I had believed that James giving up the magazines would heal me but I began to see that only God could heal my wounds. I began to discover that shame over my body began in childhood when people said, "You're too skinny" and later "You're too fat." Shame also grew when I found my father's magazines and knew I did not look like those women . Then I married someone who added to that shame.

The shame made me run away from God rather than toward Him.


Drawing Closer

But as I drew close to Him, I discovered that God is able to heal me of shame. He began to show me that I am beautiful in His sight. I had been looking at my outer shell, which I have for a only short time, and thinking I was ugly and undesirable. God comforted me, loved me, and convinced me that beauty to Him is found in a humble, obedient heart (1 Peter 3:4,5). He is teaching me to appreciate the way He made me, to rejoice over the positive qualities and accept the flaws -- to love me just the way I am -- both inside and out.

I wondered if God could really know how I have felt. After all, He's not a woman, and He's not married. He convinced me He knew. He knows what it feels like to have the love of His life desire others above Him when He is all we need to be satisfied (Hosea 1:2). He knows what it's like to "catch" His "spouse" searching through images in the world to meet needs and satisfy the soul when He longs to do just that.

I saw that many times I had hurt Him, and that we in the body of Christ have hurt Him, just the way my husband had hurt me, by desiring other things besides Him to satisfy our souls. Yet by His mercy, He continues to love us. Through all of this, I have learned about the wonder of His love for me, for James, and for each one of us (1 John 4:10).

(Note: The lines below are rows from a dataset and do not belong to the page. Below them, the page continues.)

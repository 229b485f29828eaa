use crate::{Error, Result};
use serde::Deserialize;
use stac::{Item, Link};
use std::{
    fmt::{Display, Formatter},
    path::{Path, PathBuf},
    str::FromStr,
};
use url::Url;
use walkdir::WalkDir;

/// File names that hold STAC catalogs and collections, not items.
const NON_ITEM_FILE_NAMES: [&str; 2] = ["catalog.json", "collection.json"];

/// Where STAC items come from.
///
/// A source is either a STAC API items endpoint or a local directory of STAC
/// item files. Strings that start with `http://` or `https://` parse to API
/// sources, everything else parses to a directory source.
///
/// # Examples
///
/// ```
/// use stac_geoparquet_items::Source;
///
/// let api: Source = "https://stac.test/collections/an-id/items".parse().unwrap();
/// let directory: Source = "data/items".parse().unwrap();
/// ```
#[derive(Clone, Debug, PartialEq)]
pub enum Source {
    /// A STAC API items endpoint.
    Api(Url),

    /// A directory of STAC item files.
    Directory(PathBuf),
}

/// Options for resolving items from a [Source].
#[derive(Clone, Debug, Default)]
pub struct Options {
    /// Recurse into subdirectories when reading from a directory source.
    pub recursive: bool,

    /// The page size to request from a STAC API source, sent as the `limit`
    /// query parameter.
    ///
    /// If `None`, the server's default page size is used.
    pub page_size: Option<usize>,
}

/// One page from a STAC API items endpoint.
#[derive(Debug, Deserialize)]
pub struct Page {
    /// The items on this page.
    pub features: Vec<Item>,

    /// The page's links, including the `next` link if there are more pages.
    #[serde(default)]
    pub links: Vec<Link>,
}

/// A lazy iterator over the pages of a STAC API items endpoint.
///
/// Requests are issued one at a time, each following the previous page's
/// `next` link. Iteration ends when a page has no `next` link, or after the
/// first error.
#[derive(Debug)]
pub struct Pages {
    client: reqwest::blocking::Client,
    next: Option<Url>,
}

impl Source {
    /// Resolves this source into a vector of items.
    ///
    /// Items are returned in source order: page order for API sources, file
    /// name order for directory sources.
    ///
    /// # Examples
    ///
    /// ```no_run
    /// use stac_geoparquet_items::{Options, Source};
    ///
    /// let source: Source = "data/items".parse().unwrap();
    /// let items = source.resolve(&Options::default()).unwrap();
    /// ```
    pub fn resolve(&self, options: &Options) -> Result<Vec<Item>> {
        match self {
            Source::Api(url) => {
                let mut items = Vec::new();
                for page in Pages::new(url.clone(), options.page_size)? {
                    let page = page?;
                    tracing::debug!("got a page with {} items", page.features.len());
                    items.extend(page.features);
                }
                Ok(items)
            }
            Source::Directory(directory) => read_directory(directory, options.recursive),
        }
    }
}

impl FromStr for Source {
    type Err = Error;

    fn from_str(s: &str) -> Result<Source> {
        if s.starts_with("http://") || s.starts_with("https://") {
            Ok(Source::Api(Url::parse(s)?))
        } else {
            Ok(Source::Directory(PathBuf::from(s)))
        }
    }
}

impl Display for Source {
    fn fmt(&self, f: &mut Formatter<'_>) -> std::fmt::Result {
        match self {
            Source::Api(url) => write!(f, "{url}"),
            Source::Directory(directory) => write!(f, "{}", directory.display()),
        }
    }
}

impl Pages {
    /// Creates a new page iterator for an items endpoint.
    ///
    /// If `page_size` is provided it is appended to the url as the `limit`
    /// query parameter.
    ///
    /// # Examples
    ///
    /// ```
    /// use stac_geoparquet_items::Pages;
    /// use url::Url;
    ///
    /// let url = Url::parse("https://stac.test/collections/an-id/items").unwrap();
    /// let pages = Pages::new(url, Some(100)).unwrap();
    /// ```
    pub fn new(mut url: Url, page_size: Option<usize>) -> Result<Pages> {
        let client = reqwest::blocking::Client::builder()
            .user_agent(crate::user_agent())
            .build()?;
        if let Some(page_size) = page_size {
            let _ = url
                .query_pairs_mut()
                .append_pair("limit", &page_size.to_string());
        }
        Ok(Pages {
            client,
            next: Some(url),
        })
    }

    fn page(&mut self, url: Url) -> Result<Page> {
        tracing::debug!("getting {url}");
        let response = self
            .client
            .get(url.clone())
            .send()
            .and_then(|response| response.error_for_status())
            .map_err(|error| Error::Request {
                url: url.to_string(),
                error,
            })?;
        let bytes = response.bytes().map_err(|error| Error::Request {
            url: url.to_string(),
            error,
        })?;
        let page: Page = serde_json::from_slice(&bytes).map_err(|error| Error::Parse {
            href: url.to_string(),
            error,
        })?;
        self.next = page
            .links
            .iter()
            .find(|link| link.rel == "next")
            .map(|link| url.join(link.href.as_str()))
            .transpose()?;
        Ok(page)
    }
}

impl Iterator for Pages {
    type Item = Result<Page>;

    fn next(&mut self) -> Option<Self::Item> {
        let url = self.next.take()?;
        Some(self.page(url))
    }
}

fn read_directory(directory: &Path, recursive: bool) -> Result<Vec<Item>> {
    if !directory.is_dir() {
        return Err(Error::DirectoryNotFound(directory.to_path_buf()));
    }
    let mut walk = WalkDir::new(directory).min_depth(1).sort_by_file_name();
    if !recursive {
        walk = walk.max_depth(1);
    }
    let mut items = Vec::new();
    for entry in walk {
        let entry = entry?;
        if !entry.file_type().is_file() {
            continue;
        }
        let path = entry.path();
        if path.extension().and_then(|extension| extension.to_str()) != Some("json") {
            continue;
        }
        if entry
            .file_name()
            .to_str()
            .is_some_and(|file_name| NON_ITEM_FILE_NAMES.contains(&file_name))
        {
            continue;
        }
        if let Some(item) = read_item(path)? {
            items.push(item);
        }
    }
    tracing::info!("read {} items from {}", items.len(), directory.display());
    Ok(items)
}

/// Reads a single file, returning `Ok(None)` when the file holds valid JSON
/// that is not a STAC item, e.g. a catalog saved under another name.
fn read_item(path: &Path) -> Result<Option<Item>> {
    let contents = std::fs::read(path)?;
    let value: serde_json::Value =
        serde_json::from_slice(&contents).map_err(|error| Error::Parse {
            href: path.to_string_lossy().into_owned(),
            error,
        })?;
    if value.get("type").and_then(|r#type| r#type.as_str()) != Some("Feature") {
        tracing::debug!("skipping non-item file: {}", path.display());
        return Ok(None);
    }
    serde_json::from_value(value)
        .map(Some)
        .map_err(|error| Error::Parse {
            href: path.to_string_lossy().into_owned(),
            error,
        })
}

#[cfg(test)]
mod tests {
    use super::{Options, Pages, Source};
    use crate::Error;
    use serde_json::{Value, json};
    use std::path::PathBuf;
    use url::Url;

    fn feature(id: &str) -> Value {
        json!({
            "type": "Feature",
            "stac_version": "1.0.0",
            "id": id,
            "geometry": {"type": "Point", "coordinates": [105.68, 19.89]},
            "bbox": [105.68, 19.89, 105.68, 19.89],
            "properties": {"datetime": "2023-06-01T00:00:00Z"},
            "links": [],
            "assets": {}
        })
    }

    #[test]
    fn parse_api_source() {
        let source: Source = "https://stac.test/collections/an-id/items".parse().unwrap();
        assert!(matches!(source, Source::Api(_)));
    }

    #[test]
    fn parse_directory_source() {
        let source: Source = "data/items".parse().unwrap();
        assert_eq!(source, Source::Directory(PathBuf::from("data/items")));
    }

    #[test]
    fn read_directory() {
        let source = Source::Directory(PathBuf::from("data/items"));
        let items = source.resolve(&Options::default()).unwrap();
        assert_eq!(items.len(), 2);
        assert_eq!(items[0].id, "a");
        assert_eq!(items[1].id, "b");
    }

    #[test]
    fn read_directory_recursive() {
        let source = Source::Directory(PathBuf::from("data/items"));
        let options = Options {
            recursive: true,
            ..Default::default()
        };
        let items = source.resolve(&options).unwrap();
        assert_eq!(items.len(), 3);
        assert_eq!(items[2].id, "c");
    }

    #[test]
    fn read_empty_directory() {
        let temp_dir = tempfile::TempDir::new().unwrap();
        let source = Source::Directory(temp_dir.path().to_path_buf());
        let items = source.resolve(&Options::default()).unwrap();
        assert!(items.is_empty());
    }

    #[test]
    fn missing_directory() {
        let source = Source::Directory(PathBuf::from("data/not-there"));
        let error = source.resolve(&Options::default()).unwrap_err();
        assert!(matches!(error, Error::DirectoryNotFound(_)));
    }

    #[test]
    fn invalid_json() {
        let source = Source::Directory(PathBuf::from("data/invalid"));
        let error = source.resolve(&Options::default()).unwrap_err();
        assert!(matches!(error, Error::Parse { .. }));
    }

    #[test]
    fn paginate() {
        let mut server = mockito::Server::new();
        let first = server
            .mock("GET", "/items")
            .with_body(
                json!({
                    "type": "FeatureCollection",
                    "features": [feature("a"), feature("b")],
                    "links": [{
                        "rel": "next",
                        "href": format!("{}/page-2", server.url()),
                        "type": "application/geo+json"
                    }]
                })
                .to_string(),
            )
            .create();
        let second = server
            .mock("GET", "/page-2")
            .with_body(
                json!({
                    "type": "FeatureCollection",
                    "features": [feature("c")],
                    "links": []
                })
                .to_string(),
            )
            .create();

        let source = Source::Api(Url::parse(&format!("{}/items", server.url())).unwrap());
        let items = source.resolve(&Options::default()).unwrap();
        let ids: Vec<_> = items.iter().map(|item| item.id.as_str()).collect();
        assert_eq!(ids, vec!["a", "b", "c"]);
        first.assert();
        second.assert();
    }

    #[test]
    fn page_size() {
        let mut server = mockito::Server::new();
        let mock = server
            .mock("GET", "/items")
            .match_query(mockito::Matcher::UrlEncoded("limit".into(), "42".into()))
            .with_body(
                json!({
                    "type": "FeatureCollection",
                    "features": [feature("a")],
                    "links": []
                })
                .to_string(),
            )
            .create();

        let source = Source::Api(Url::parse(&format!("{}/items", server.url())).unwrap());
        let options = Options {
            page_size: Some(42),
            ..Default::default()
        };
        let items = source.resolve(&options).unwrap();
        assert_eq!(items.len(), 1);
        mock.assert();
    }

    #[test]
    fn pages_are_lazy() {
        let mut server = mockito::Server::new();
        let _first = server
            .mock("GET", "/items")
            .with_body(
                json!({
                    "type": "FeatureCollection",
                    "features": [feature("a")],
                    "links": [{
                        "rel": "next",
                        "href": format!("{}/page-2", server.url())
                    }]
                })
                .to_string(),
            )
            .create();
        let second = server
            .mock("GET", "/page-2")
            .with_body(
                json!({
                    "type": "FeatureCollection",
                    "features": [feature("b")],
                    "links": []
                })
                .to_string(),
            )
            .expect(0)
            .create();

        let url = Url::parse(&format!("{}/items", server.url())).unwrap();
        let mut pages = Pages::new(url, None).unwrap();
        let page = pages.next().unwrap().unwrap();
        assert_eq!(page.features.len(), 1);
        second.assert();
    }

    #[test]
    fn server_error() {
        let mut server = mockito::Server::new();
        let _mock = server.mock("GET", "/items").with_status(500).create();

        let source = Source::Api(Url::parse(&format!("{}/items", server.url())).unwrap());
        let error = source.resolve(&Options::default()).unwrap_err();
        assert!(matches!(error, Error::Request { .. }));
    }

    #[test]
    fn invalid_page() {
        let mut server = mockito::Server::new();
        let _mock = server
            .mock("GET", "/items")
            .with_body("not an item collection")
            .create();

        let source = Source::Api(Url::parse(&format!("{}/items", server.url())).unwrap());
        let error = source.resolve(&Options::default()).unwrap_err();
        assert!(matches!(error, Error::Parse { .. }));
    }
}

Even though I no longer expected it, by the working of God's power and perhaps by my letting go of self-pity and hopelessness, James is letting go of pornography. He no longer buys the magazines. He canceled the premium movie channels on cable.

"The key is that the conviction in my life had to come from God and not from you," James told me recently. We both know there is no magic formula, but now we both believe that "what is impossible with men is possible with God" (Luke 18:27).

"Emma Chambers" is a writer and homemaker in the Southeast.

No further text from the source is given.